-- Exercise goal --
Write the entries out again. Every character must match.

-- Given information --
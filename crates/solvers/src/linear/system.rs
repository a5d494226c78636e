use nalgebra::{DMatrix, DVector};

use super::Error;

/// A square linear system `A·x = b` with an optional starting iterate.
///
/// Construction validates the shapes, so every solver can rely on `A` being
/// `n × n` with `n > 0` and `b` having length `n`.
#[derive(Debug, Clone, PartialEq)]
pub struct LinearSystem {
    matrix: DMatrix<f64>,
    rhs: DVector<f64>,
    initial_guess: Option<DVector<f64>>,
}

impl LinearSystem {
    /// Creates a system from the coefficient matrix and right-hand side.
    ///
    /// # Errors
    ///
    /// Returns [`Error::Empty`] for a `0 × 0` matrix, [`Error::NotSquare`] if
    /// `matrix` is not square, and [`Error::DimensionMismatch`] if `rhs` has
    /// the wrong length.
    pub fn new(matrix: DMatrix<f64>, rhs: DVector<f64>) -> Result<Self, Error> {
        let (rows, cols) = matrix.shape();
        if rows == 0 && cols == 0 {
            return Err(Error::Empty);
        }
        if rows != cols {
            return Err(Error::NotSquare { rows, cols });
        }
        check_len(rows, rhs.len())?;

        Ok(Self {
            matrix,
            rhs,
            initial_guess: None,
        })
    }

    /// Sets the starting iterate used by the iterative solvers.
    ///
    /// # Errors
    ///
    /// Returns [`Error::DimensionMismatch`] if `x0` has the wrong length.
    pub fn with_initial_guess(mut self, x0: DVector<f64>) -> Result<Self, Error> {
        check_len(self.size(), x0.len())?;
        self.initial_guess = Some(x0);
        Ok(self)
    }

    /// Returns the number of unknowns.
    #[must_use]
    pub fn size(&self) -> usize {
        self.rhs.len()
    }

    /// Returns the coefficient matrix `A`.
    #[must_use]
    pub fn matrix(&self) -> &DMatrix<f64> {
        &self.matrix
    }

    /// Returns the right-hand side `b`.
    #[must_use]
    pub fn rhs(&self) -> &DVector<f64> {
        &self.rhs
    }

    /// Returns a copy of the starting iterate, zeros if none was set.
    #[must_use]
    pub fn initial_guess(&self) -> DVector<f64> {
        self.initial_guess
            .clone()
            .unwrap_or_else(|| DVector::zeros(self.size()))
    }

    /// Returns true if `|A[i,i]| >= Σ_{j≠i} |A[i,j]|` for every row.
    ///
    /// Jacobi and Gauss-Seidel are guaranteed to converge when the inequality
    /// is strict; the solvers do not require it.
    #[must_use]
    pub fn is_diagonally_dominant(&self) -> bool {
        self.matrix.row_iter().enumerate().all(|(i, row)| {
            let diagonal = row[i].abs();
            let off_diagonal = row.iter().map(|v| v.abs()).sum::<f64>() - diagonal;
            diagonal >= off_diagonal
        })
    }

    /// Computes the residual `A·x - b`.
    ///
    /// # Errors
    ///
    /// Returns [`Error::DimensionMismatch`] if `x` has the wrong length.
    pub fn residual(&self, x: &DVector<f64>) -> Result<DVector<f64>, Error> {
        check_len(self.size(), x.len())?;
        Ok(&self.matrix * x - &self.rhs)
    }
}

/// A tridiagonal system stored as its three bands and right-hand side.
///
/// Row `i` reads `sub[i-1]·x[i-1] + main[i]·x[i] + sup[i]·x[i+1] = rhs[i]`,
/// with the out-of-range terms dropped in the first and last rows.
#[derive(Debug, Clone, PartialEq)]
pub struct TridiagonalSystem {
    sub: DVector<f64>,
    main: DVector<f64>,
    sup: DVector<f64>,
    rhs: DVector<f64>,
}

impl TridiagonalSystem {
    /// Creates a system from its bands.
    ///
    /// # Errors
    ///
    /// Returns [`Error::Empty`] if `main` is empty and
    /// [`Error::DimensionMismatch`] unless `sub` and `sup` have length `n - 1`
    /// and `rhs` has length `n`, where `n = main.len()`.
    pub fn new(
        sub: DVector<f64>,
        main: DVector<f64>,
        sup: DVector<f64>,
        rhs: DVector<f64>,
    ) -> Result<Self, Error> {
        let n = main.len();
        if n == 0 {
            return Err(Error::Empty);
        }
        check_len(n - 1, sub.len())?;
        check_len(n - 1, sup.len())?;
        check_len(n, rhs.len())?;

        Ok(Self {
            sub,
            main,
            sup,
            rhs,
        })
    }

    /// Returns the number of unknowns.
    #[must_use]
    pub fn size(&self) -> usize {
        self.main.len()
    }

    /// Returns the sub-diagonal, length `n - 1`.
    #[must_use]
    pub fn sub(&self) -> &DVector<f64> {
        &self.sub
    }

    /// Returns the main diagonal, length `n`.
    #[must_use]
    pub fn main(&self) -> &DVector<f64> {
        &self.main
    }

    /// Returns the super-diagonal, length `n - 1`.
    #[must_use]
    pub fn sup(&self) -> &DVector<f64> {
        &self.sup
    }

    /// Returns the right-hand side, length `n`.
    #[must_use]
    pub fn rhs(&self) -> &DVector<f64> {
        &self.rhs
    }

    /// Expands the bands into the equivalent dense system.
    #[must_use]
    pub fn to_dense(&self) -> LinearSystem {
        let n = self.size();
        let matrix = DMatrix::from_fn(n, n, |i, j| {
            if i == j {
                self.main[i]
            } else if i == j + 1 {
                self.sub[j]
            } else if j == i + 1 {
                self.sup[i]
            } else {
                0.0
            }
        });

        LinearSystem {
            matrix,
            rhs: self.rhs.clone(),
            initial_guess: None,
        }
    }

    /// Computes the residual `A·x - b` without forming the dense matrix.
    ///
    /// # Errors
    ///
    /// Returns [`Error::DimensionMismatch`] if `x` has the wrong length.
    pub fn residual(&self, x: &DVector<f64>) -> Result<DVector<f64>, Error> {
        let n = self.size();
        check_len(n, x.len())?;

        Ok(DVector::from_fn(n, |i, _| {
            let mut row = self.main[i] * x[i] - self.rhs[i];
            if i > 0 {
                row += self.sub[i - 1] * x[i - 1];
            }
            if i + 1 < n {
                row += self.sup[i] * x[i + 1];
            }
            row
        }))
    }
}

fn check_len(expected: usize, actual: usize) -> Result<(), Error> {
    if expected == actual {
        Ok(())
    } else {
        Err(Error::DimensionMismatch { expected, actual })
    }
}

-- Result for this exercise --
filename crates/solvers/src/linear/system.rs
repository a5d494226c78636e
use nalgebra::{DMatrix, DVector};

use super::Error;

/// A square linear system `A·x = b` with an optional starting iterate.
///
/// Construction validates the shapes, so every solver can rely on `A` being
/// `n × n` with `n > 0` and `b` having length `n`.
#[derive(Debug, Clone, PartialEq)]
pub struct LinearSystem {
    matrix: DMatrix<f64>,
    rhs: DVector<f64>,
    initial_guess: Option<DVector<f64>>,
}

impl LinearSystem {
    /// Creates a system from the coefficient matrix and right-hand side.
    ///
    /// # Errors
    ///
    /// Returns [`Error::Empty`] for a `0 × 0` matrix, [`Error::NotSquare`] if
    /// `matrix` is not square, and [`Error::DimensionMismatch`] if `rhs` has
    /// the wrong length.
    pub fn new(matrix: DMatrix<f64>, rhs: DVector<f64>) -> Result<Self, Error> {
        let (rows, cols) = matrix.shape();
        if rows == 0 && cols == 0 {
            return Err(Error::Empty);
        }
        if rows != cols {
            return Err(Error::NotSquare { rows, cols });
        }
        check_len(rows, rhs.len())?;

        Ok(Self {
            matrix,
            rhs,
            initial_guess: None,
        })
    }

    /// Sets the starting iterate used by the iterative solvers.
    ///
    /// # Errors
    ///
    /// Returns [`Error::DimensionMismatch`] if `x0` has the wrong length.
    pub fn with_initial_guess(mut self, x0: DVector<f64>) -> Result<Self, Error> {
        check_len(self.size(), x0.len())?;
        self.initial_guess = Some(x0);
        Ok(self)
    }

    /// Returns the number of unknowns.
    #[must_use]
    pub fn size(&self) -> usize {
        self.rhs.len()
    }

    /// Returns the coefficient matrix `A`.
    #[must_use]
    pub fn matrix(&self) -> &DMatrix<f64> {
        &self.matrix
    }

    /// Returns the right-hand side `b`.
    #[must_use]
    pub fn rhs(&self) -> &DVector<f64> {
        &self.rhs
    }

    /// Returns a copy of the starting iterate, zeros if none was set.
    #[must_use]
    pub fn initial_guess(&self) -> DVector<f64> {
        self.initial_guess
            .clone()
            .unwrap_or_else(|| DVector::zeros(self.size()))
    }

    /// Returns true if `|A[i,i]| >= Σ_{j≠i} |A[i,j]|` for every row.
    ///
    /// Jacobi and Gauss-Seidel are guaranteed to converge when the inequality
    /// is strict; the solvers do not require it.
    #[must_use]
    pub fn is_diagonally_dominant(&self) -> bool {
        self.matrix.row_iter().enumerate().all(|(i, row)| {
            let diagonal = row[i].abs();
            let off_diagonal = row.iter().map(|v| v.abs()).sum::<f64>() - diagonal;
            diagonal >= off_diagonal
        })
    }

    /// Computes the residual `A·x - b`.
    ///
    /// # Errors
    ///
    /// Returns [`Error::DimensionMismatch`] if `x` has the wrong length.
    pub fn residual(&self, x: &DVector<f64>) -> Result<DVector<f64>, Error> {
        check_len(self.size(), x.len())?;
        Ok(&self.matrix * x - &self.rhs)
    }
}

/// A tridiagonal system stored as its three bands and right-hand side.
///
/// Row `i` reads `sub[i-1]·x[i-1] + main[i]·x[i] + sup[i]·x[i+1] = rhs[i]`,
/// with the out-of-range terms dropped in the first and last rows.
#[derive(Debug, Clone, PartialEq)]
pub struct TridiagonalSystem {
    sub: DVector<f64>,
    main: DVector<f64>,
    sup: DVector<f64>,
    rhs: DVector<f64>,
}

impl TridiagonalSystem {
    /// Creates a system from its bands.
    ///
    /// # Errors
    ///
    /// Returns [`Error::Empty`] if `main` is empty and
    /// [`Error::DimensionMismatch`] unless `sub` and `sup` have length `n - 1`
    /// and `rhs` has length `n`, where `n = main.len()`.
    pub fn new(
        sub: DVector<f64>,
        main: DVector<f64>,
        sup: DVector<f64>,
        rhs: DVector<f64>,
    ) -> Result<Self, Error> {
        let n = main.len();
        if n == 0 {
            return Err(Error::Empty);
        }
        check_len(n - 1, sub.len())?;
        check_len(n - 1, sup.len())?;
        check_len(n, rhs.len())?;

        Ok(Self {
            sub,
            main,
            sup,
            rhs,
        })
    }

    /// Returns the number of unknowns.
    #[must_use]
    pub fn size(&self) -> usize {
        self.main.len()
    }

    /// Returns the sub-diagonal, length `n - 1`.
    #[must_use]
    pub fn sub(&self) -> &DVector<f64> {
        &self.sub
    }

    /// Returns the main diagonal, length `n`.
    #[must_use]
    pub fn main(&self) -> &DVector<f64> {
        &self.main
    }

    /// Returns the super-diagonal, length `n - 1`.
    #[must_use]
    pub fn sup(&self) -> &DVector<f64> {
        &self.sup
    }

    /// Returns the right-hand side, length `n`.
    #[must_use]
    pub fn rhs(&self) -> &DVector<f64> {
        &self.rhs
    }

    /// Expands the bands into the equivalent dense system.
    #[must_use]
    pub fn to_dense(&self) -> LinearSystem {
        let n = self.size();
        let matrix = DMatrix::from_fn(n, n, |i, j| {
            if i == j {
                self.main[i]
            } else if i == j + 1 {
                self.sub[j]
            } else if j == i + 1 {
                self.sup[i]
            } else {
                0.0
            }
        });

        LinearSystem {
            matrix,
            rhs: self.rhs.clone(),
            initial_guess: None,
        }
    }

    /// Computes the residual `A·x - b` without forming the dense matrix.
    ///
    /// # Errors
    ///
    /// Returns [`Error::DimensionMismatch`] if `x` has the wrong length.
    pub fn residual(&self, x: &DVector<f64>) -> Result<DVector<f64>, Error> {
        let n = self.size();
        check_len(n, x.len())?;

        Ok(DVector::from_fn(n, |i, _| {
            let mut row = self.main[i] * x[i] - self.rhs[i];
            if i > 0 {
                row += self.sub[i - 1] * x[i - 1];
            }
            if i + 1 < n {
                row += self.sup[i] * x[i + 1];
            }
            row
        }))
    }
}

fn check_len(expected: usize, actual: usize) -> Result<(), Error> {
    if expected == actual {
        Ok(())
    } else {
        Err(Error::DimensionMismatch { expected, actual })
    }
}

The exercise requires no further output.